Seeing this naturally provides me some additional motivation to post more often, which is generally a good thing for the platform. It also dovetails in visually with the “you have posted X days in a row” notifications sent by the mobile app.
I’m sure it all may be on the roadmap somewhere, but in case it’s not I thought I’d leave a few ideas about continuing to extend this awesome functionality and related UI features.
It would be nice to be able to display more than one calendar year of activity. Perhaps a tabbed UI could provide access to prior years while still being relatively compact? (This could be similar to “All Time Views” just below it which has button (aka tab) options for “Months and Years” or “Average per Day”.
While hovering over a particular square representing a date provides some useful information like the number of posts on a particular date, it would be awesome if clicking on that date would take one to the correct archive page for that date. This is not too dissimilar to from GitHub’s functionality and the permalinks for each day should already exist in core. Example: https://example.com/2019/04/17 to show all of that day’s posts.
Similar to the functionality for posts, it would be interesting to have a similar set up for comments to allow sorting through those visually as well.
It would be awesome to have all of the above rolled up into a widget that would allow one to post the visual data for several months and/or years visually on a sidebar, footer, or other widgetizeable area. This also provides site readers the ability to quickly jump to a particular date and/or set of posts much like the Archives widget allows, but with a more visual interface.
If there is a widget, while I’m sure that many will love the blue WordPress-based color scheme, many will want to key their colors off of their theme as a customizable widget option.
Given the infrastructure for creating a lot of the above functionality, one could go a half step further and create an “On this Day” feature similar to that of Facebook, Timehop, and many others which allow one to create archive page views for what happened on this same day a year ago, two years ago, three, four, etc. This could be wonderfully useful for a wide variety of sites to look back at birthdays, anniversaries, and red letter dates as well as the average Tuesday. To my knowledge there is only one old plugin that I was able to find after some serious search that has somewhat similar functionality: Room 34 presents On This Day. There is also some similar functionality like this recently built into the Post Kinds Plugin which creates archive views for several date-based permalinks. This would be all the better if there is a better API for such an endpoint so that it could be tied into third party platforms like Timehop which are overly focused on social sites like Facebook, Twitter, Google, etc., but which could include WordPress-based websites.
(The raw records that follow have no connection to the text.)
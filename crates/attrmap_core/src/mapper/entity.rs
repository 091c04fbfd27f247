//! Entity contract and attribute dispatch.
//!
//! # Responsibility
//! - Route `fill`, `read`, `write`, `clear` and `has` to a hook or a raw slot.
//! - Apply the record's unresolved-name policy (silent or strict).
//!
//! # Invariants
//! - At most one route runs per operation; a hook always wins over a slot.
//! - Hook lookup uses the canonical name; slot fallback needs the exact key.
//! - `clear` only ever touches the raw slot and restores the type's default.
//! - Hook errors are returned unmodified.
//! - `has(key)` is `read(key)` yielding a non-null value, so a hook that
//!   returns none reads the same as an unknown attribute.

use crate::error::{Operation, UnresolvedAttribute};
use crate::mapper::attributes::Attributes;
use crate::mapper::schema::Schema;
use log::{debug, trace, warn};
use serde_json::Value;

/// A record type whose attributes are addressed by name.
///
/// Implementors supply the static schema and access to their raw slots;
/// the mapper operations are provided.
pub trait Entity: Sized + 'static {
    /// Error returned by hooks and by strict-mode resolution failures.
    type Error: From<UnresolvedAttribute>;

    /// The type's schema, built once per process.
    fn schema() -> &'static Schema<Self>;

    fn attributes(&self) -> &Attributes;

    fn attributes_mut(&mut self) -> &mut Attributes;

    /// Assigns every `(key, value)` pair in iteration order.
    ///
    /// Keys with neither a setter hook nor an exact raw slot are skipped
    /// (or rejected in strict mode). A failing hook stops the fill; pairs
    /// before it stay applied.
    fn fill<I, K>(&mut self, data: I) -> Result<(), Self::Error>
    where
        I: IntoIterator<Item = (K, Value)>,
        K: AsRef<str>,
    {
        for (key, value) in data {
            assign(self, Operation::Fill, key.as_ref(), value)?;
        }
        Ok(())
    }

    /// Reads one attribute through its getter hook or raw slot.
    ///
    /// Returns `Ok(None)` for none values and, outside strict mode, for
    /// unresolved names.
    fn read(&self, key: &str) -> Result<Option<Value>, Self::Error> {
        resolve_read(self, Operation::Read, key)
    }

    /// Writes one attribute through its setter hook or raw slot.
    fn write(&mut self, key: &str, value: Value) -> Result<&mut Self, Self::Error> {
        assign(self, Operation::Write, key, value)?;
        Ok(self)
    }

    /// Resets raw slot `key` to its declared default, or to none.
    fn clear(&mut self, key: &str) -> Result<(), Self::Error> {
        let attributes = self.attributes_mut();
        if !attributes.set_raw(key, Value::Null) {
            return unresolved(attributes, Operation::Clear, key);
        }

        let default = attributes.declared_default(key).cloned();
        let restored = default.is_some();
        if let Some(default) = default {
            attributes.set_raw(key, default);
        }
        trace!(
            "event=attr_clear module=mapper entity={} key={} restored_default={}",
            attributes.entity(),
            key,
            restored
        );
        Ok(())
    }

    /// Whether `read(key)` yields a non-null value.
    fn has(&self, key: &str) -> Result<bool, Self::Error> {
        Ok(resolve_read(self, Operation::Has, key)?.is_some())
    }
}

fn resolve_read<E: Entity>(
    entity: &E,
    operation: Operation,
    key: &str,
) -> Result<Option<Value>, E::Error> {
    let schema = E::schema();
    if let Some(getter) = schema.getter_for_key(key) {
        trace_route(schema.name(), operation, key, "hook");
        return Ok(getter(entity)?.filter(|value| !value.is_null()));
    }

    if let Some(value) = entity.attributes().raw(key) {
        trace_route(schema.name(), operation, key, "slot");
        return Ok(Some(value).filter(|value| !value.is_null()).cloned());
    }

    unresolved(entity.attributes(), operation, key)?;
    Ok(None)
}

fn assign<E: Entity>(
    entity: &mut E,
    operation: Operation,
    key: &str,
    value: Value,
) -> Result<(), E::Error> {
    let schema = E::schema();
    if let Some(setter) = schema.setter_for_key(key) {
        trace_route(schema.name(), operation, key, "hook");
        return setter(entity, value);
    }

    let attributes = entity.attributes_mut();
    if attributes.set_raw(key, value) {
        trace_route(schema.name(), operation, key, "slot");
        return Ok(());
    }

    unresolved(attributes, operation, key)
}

fn unresolved<T>(attributes: &Attributes, operation: Operation, key: &str) -> Result<(), T>
where
    T: From<UnresolvedAttribute>,
{
    if attributes.config().strict {
        warn!(
            "event=attr_unresolved module=mapper status=rejected entity={} op={} key={}",
            attributes.entity(),
            operation,
            key
        );
        return Err(UnresolvedAttribute::new(operation, key).into());
    }

    debug!(
        "event=attr_unresolved module=mapper status=ignored entity={} op={} key={}",
        attributes.entity(),
        operation,
        key
    );
    Ok(())
}

fn trace_route(entity: &str, operation: Operation, key: &str, route: &str) {
    trace!(
        "event=attr_dispatch module=mapper entity={} op={} key={} route={}",
        entity,
        operation,
        key,
        route
    );
}
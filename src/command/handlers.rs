//! Intent dispatch and the per-intent handlers.
//!
//! Dispatch is a pure routing table. Handlers catch their own errors and
//! report them inside the envelope; nothing a handler does can abort the
//! pipeline.

use anyhow::Result;
use serde_json::{json, Map, Value};

use super::intent::{CreateAlbumParameters, Intent, SearchParameters};
use super::pipeline::{CommandProcessor, Envelope};
use crate::db::ImageRecord;

const DEFAULT_ALBUM_NAME: &str = "untitled album";

impl CommandProcessor {
    pub(crate) fn dispatch(
        &self,
        user_id: i64,
        intent: Intent,
        parameters: &Map<String, Value>,
    ) -> Envelope {
        match intent {
            Intent::Search => self.handle_search(user_id, parameters),
            Intent::CreateAlbum => self.handle_create_album(user_id, parameters),
            Intent::Edit => Envelope::failed("edit not implemented"),
            Intent::Filter => Envelope::failed("filter not implemented"),
            Intent::Sort => Envelope::failed("sort not implemented"),
            Intent::Unknown => Envelope::failed("cannot understand command intent"),
        }
    }

    fn handle_search(&self, user_id: i64, parameters: &Map<String, Value>) -> Envelope {
        match self.search_images(user_id, parameters) {
            Ok(envelope) => envelope,
            Err(e) => {
                tracing::warn!(user_id, error = %e, "search handler failed");
                Envelope::failed(e.to_string())
            }
        }
    }

    fn search_images(&self, user_id: i64, parameters: &Map<String, Value>) -> Result<Envelope> {
        let params = SearchParameters::from_map(parameters);
        let query = params.query.unwrap_or_default();

        let matches = self.index.search_by_text(user_id, &query)?;
        let candidate_ids: Vec<i64> = matches.iter().map(|m| m.image_id).collect();

        // Re-check ownership against the image store and keep lookup order,
        // dropping ids without a surviving record.
        let records = self.db.get_images_by_ids(user_id, &candidate_ids)?;
        let images: Vec<ImageRecord> = candidate_ids
            .iter()
            .filter_map(|id| records.iter().find(|r| r.id == *id).cloned())
            .collect();
        let matched_ids: Vec<i64> = images.iter().map(|r| r.id).collect();

        let mut data = Map::new();
        data.insert("matchedImages".into(), json!(matched_ids));
        data.insert("images".into(), serde_json::to_value(&images)?);

        Ok(Envelope::success(
            format!("found {} matching images", images.len()),
            data,
        ))
    }

    fn handle_create_album(&self, user_id: i64, parameters: &Map<String, Value>) -> Envelope {
        match self.create_album_from_command(user_id, parameters) {
            Ok(envelope) => envelope,
            Err(e) => {
                tracing::warn!(user_id, error = %e, "create-album handler failed");
                Envelope::failed(e.to_string())
            }
        }
    }

    fn create_album_from_command(
        &self,
        user_id: i64,
        parameters: &Map<String, Value>,
    ) -> Result<Envelope> {
        let params = CreateAlbumParameters::from_map(parameters);
        let album_name = params
            .album_name
            .unwrap_or_else(|| DEFAULT_ALBUM_NAME.to_string());

        let matched_images: Vec<i64> = match params.query.as_deref() {
            Some(query) => self
                .index
                .search_by_text(user_id, query)?
                .iter()
                .map(|m| m.image_id)
                .collect(),
            None => Vec::new(),
        };

        let album_id = self.db.create_album(
            user_id,
            &album_name,
            params.description.as_deref().unwrap_or(""),
            &matched_images,
            &params.tags,
            true,
        )?;

        let mut data = Map::new();
        data.insert("albumId".into(), json!(album_id));
        data.insert("albumName".into(), json!(album_name));
        data.insert("matchedImages".into(), json!(matched_images));
        data.insert("imageCount".into(), json!(matched_images.len()));

        Ok(Envelope::success(
            format!(
                "created album \"{}\" with {} images",
                album_name,
                matched_images.len()
            ),
            data,
        ))
    }
}

#[cfg(test)]
mod tests {
    use super::*;
    use crate::command::pipeline::EnvelopeStatus;
    use crate::command::testing::{processor_with, FixedClassifier, FixedIndex};
    use crate::vector::VectorMatch;
    use tempfile::tempdir;

    fn matched(value: &Map<String, Value>) -> Vec<i64> {
        value
            .get("matchedImages")
            .and_then(Value::as_array)
            .map(|ids| ids.iter().filter_map(Value::as_i64).collect())
            .unwrap_or_default()
    }

    #[test]
    fn search_preserves_lookup_order_and_drops_missing_ids() {
        let dir = tempdir().unwrap();
        let setup = processor_with(
            &dir,
            FixedClassifier::new(Intent::Search, Map::new()),
            FixedIndex::empty(),
        );
        let img1 = setup.db().insert_image(1, "1.jpg", "/1", "beach", &[]).unwrap();
        let _img2 = setup.db().insert_image(1, "2.jpg", "/2", "city", &[]).unwrap();
        let img3 = setup.db().insert_image(1, "3.jpg", "/3", "beach", &[]).unwrap();

        // Lookup returns img3 before img1 and an id with no record at all
        let processor = processor_with(
            &dir,
            FixedClassifier::new(Intent::Search, Map::new()),
            FixedIndex::new(vec![
                VectorMatch { image_id: img3, score: 0.9 },
                VectorMatch { image_id: img1, score: 0.9 },
                VectorMatch { image_id: 9999, score: 0.9 },
            ]),
        );
        let envelope = processor.dispatch(1, Intent::Search, &Map::new());

        assert_eq!(envelope.status, EnvelopeStatus::Success);
        assert_eq!(matched(&envelope.data), vec![img3, img1]);
        assert_eq!(envelope.message, "found 2 matching images");

        let images = envelope.data.get("images").and_then(Value::as_array).unwrap();
        assert_eq!(images.len(), 2);
        assert_eq!(images[0].get("id").and_then(Value::as_i64), Some(img3));
    }

    #[test]
    fn search_excludes_images_owned_by_other_users() {
        let dir = tempdir().unwrap();
        let setup = processor_with(
            &dir,
            FixedClassifier::new(Intent::Search, Map::new()),
            FixedIndex::empty(),
        );
        let mine = setup.db().insert_image(1, "a.jpg", "/a", "beach", &[]).unwrap();
        let theirs = setup.db().insert_image(2, "b.jpg", "/b", "beach", &[]).unwrap();

        let processor = processor_with(
            &dir,
            FixedClassifier::new(Intent::Search, Map::new()),
            FixedIndex::new(vec![
                VectorMatch { image_id: mine, score: 0.9 },
                VectorMatch { image_id: theirs, score: 0.9 },
            ]),
        );
        let envelope = processor.dispatch(1, Intent::Search, &Map::new());

        assert_eq!(matched(&envelope.data), vec![mine]);
        let images = envelope.data.get("images").and_then(Value::as_array).unwrap();
        assert_eq!(images.len(), 1);
    }

    #[test]
    fn create_album_without_query_is_empty_with_no_cover() {
        let dir = tempdir().unwrap();
        let processor = processor_with(
            &dir,
            FixedClassifier::new(Intent::CreateAlbum, Map::new()),
            FixedIndex::empty(),
        );

        let mut parameters = Map::new();
        parameters.insert("albumName".into(), "Empty".into());
        let envelope = processor.dispatch(1, Intent::CreateAlbum, &parameters);

        assert_eq!(envelope.status, EnvelopeStatus::Success);
        assert_eq!(envelope.data.get("imageCount"), Some(&json!(0)));

        let album_id = envelope.data.get("albumId").and_then(Value::as_i64).unwrap();
        let album = processor.db().get_album(1, album_id).unwrap().unwrap();
        assert!(album.images.is_empty());
        assert_eq!(album.cover_image_id, None);
        assert!(album.is_auto);
    }

    #[test]
    fn create_album_with_query_sets_cover_to_first_match() {
        let dir = tempdir().unwrap();
        let setup = processor_with(
            &dir,
            FixedClassifier::new(Intent::CreateAlbum, Map::new()),
            FixedIndex::empty(),
        );
        let a = setup.db().insert_image(1, "a.jpg", "/a", "beach", &[]).unwrap();
        let b = setup.db().insert_image(1, "b.jpg", "/b", "beach", &[]).unwrap();

        let processor = processor_with(
            &dir,
            FixedClassifier::new(Intent::CreateAlbum, Map::new()),
            FixedIndex::new(vec![
                VectorMatch { image_id: b, score: 0.9 },
                VectorMatch { image_id: a, score: 0.9 },
            ]),
        );
        let mut parameters = Map::new();
        parameters.insert("albumName".into(), "Beach trip".into());
        parameters.insert("query".into(), "beach".into());
        let envelope = processor.dispatch(1, Intent::CreateAlbum, &parameters);

        assert_eq!(envelope.status, EnvelopeStatus::Success);
        assert_eq!(envelope.data.get("albumName"), Some(&json!("Beach trip")));
        assert_eq!(matched(&envelope.data), vec![b, a]);

        let album_id = envelope.data.get("albumId").and_then(Value::as_i64).unwrap();
        let album = processor.db().get_album(1, album_id).unwrap().unwrap();
        assert_eq!(album.cover_image_id, Some(b));
        assert_eq!(album.images, vec![b, a]);

        // A later write to the image list must not move the cover
        let c = processor.db().insert_image(1, "c.jpg", "/c", "beach", &[]).unwrap();
        processor.db().add_images_to_album(1, album_id, &[c]).unwrap();
        let album = processor.db().get_album(1, album_id).unwrap().unwrap();
        assert_eq!(album.cover_image_id, Some(b));
    }

    #[test]
    fn create_album_defaults_the_name() {
        let dir = tempdir().unwrap();
        let processor = processor_with(
            &dir,
            FixedClassifier::new(Intent::CreateAlbum, Map::new()),
            FixedIndex::empty(),
        );

        let envelope = processor.dispatch(1, Intent::CreateAlbum, &Map::new());
        assert_eq!(envelope.data.get("albumName"), Some(&json!("untitled album")));
    }

    #[test]
    fn unimplemented_intents_fail_regardless_of_parameters() {
        let dir = tempdir().unwrap();
        let processor = processor_with(
            &dir,
            FixedClassifier::new(Intent::Edit, Map::new()),
            FixedIndex::empty(),
        );

        let mut parameters = Map::new();
        parameters.insert("operation".into(), "crop".into());

        for (intent, message) in [
            (Intent::Edit, "edit not implemented"),
            (Intent::Filter, "filter not implemented"),
            (Intent::Sort, "sort not implemented"),
        ] {
            let envelope = processor.dispatch(1, intent, &parameters);
            assert_eq!(envelope.status, EnvelopeStatus::Failed);
            assert_eq!(envelope.message, message);
            assert!(envelope.data.is_empty());
        }
    }
}
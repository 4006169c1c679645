mod schema;
pub mod albums;
pub mod commands;
pub mod images;

use anyhow::Result;
use rusqlite::Connection;
use std::path::Path;

pub use albums::AlbumRecord;
pub use commands::CommandRecord;
pub use images::ImageRecord;
pub use schema::{MIGRATIONS, SCHEMA};

pub struct Database {
    pub(crate) conn: Connection,
}

impl Database {
    pub fn open(path: &Path) -> Result<Self> {
        if let Some(parent) = path.parent() {
            std::fs::create_dir_all(parent)?;
        }
        let conn = Connection::open(path)?;
        // Enforce the album_images/vectors cascade rules
        conn.execute_batch("PRAGMA foreign_keys = ON;")?;
        Ok(Self { conn })
    }

    pub fn initialize(&self) -> Result<()> {
        self.conn.execute_batch(SCHEMA)?;
        self.run_migrations()?;
        Ok(())
    }

    fn run_migrations(&self) -> Result<()> {
        for migration in MIGRATIONS {
            let _ = self.conn.execute(migration, []);
        }
        Ok(())
    }
}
Also as I post this, and as I’m thinking the functionality is relatively new, I notice that my JetPack enabled .org site only has Posting Activity that goes back to mid-October 2018 (despite the fact that it should go back much further), while my wordpress.com site has data that goes far back beyond that date. Is this a potential bug, or could it be the case that my self-hosted site hasn’t been parsed back far enough to cover more time yet? It may also be related to the fact that I’ve recently (this week) disconnected and reconnected JetPack to do some troubleshooting.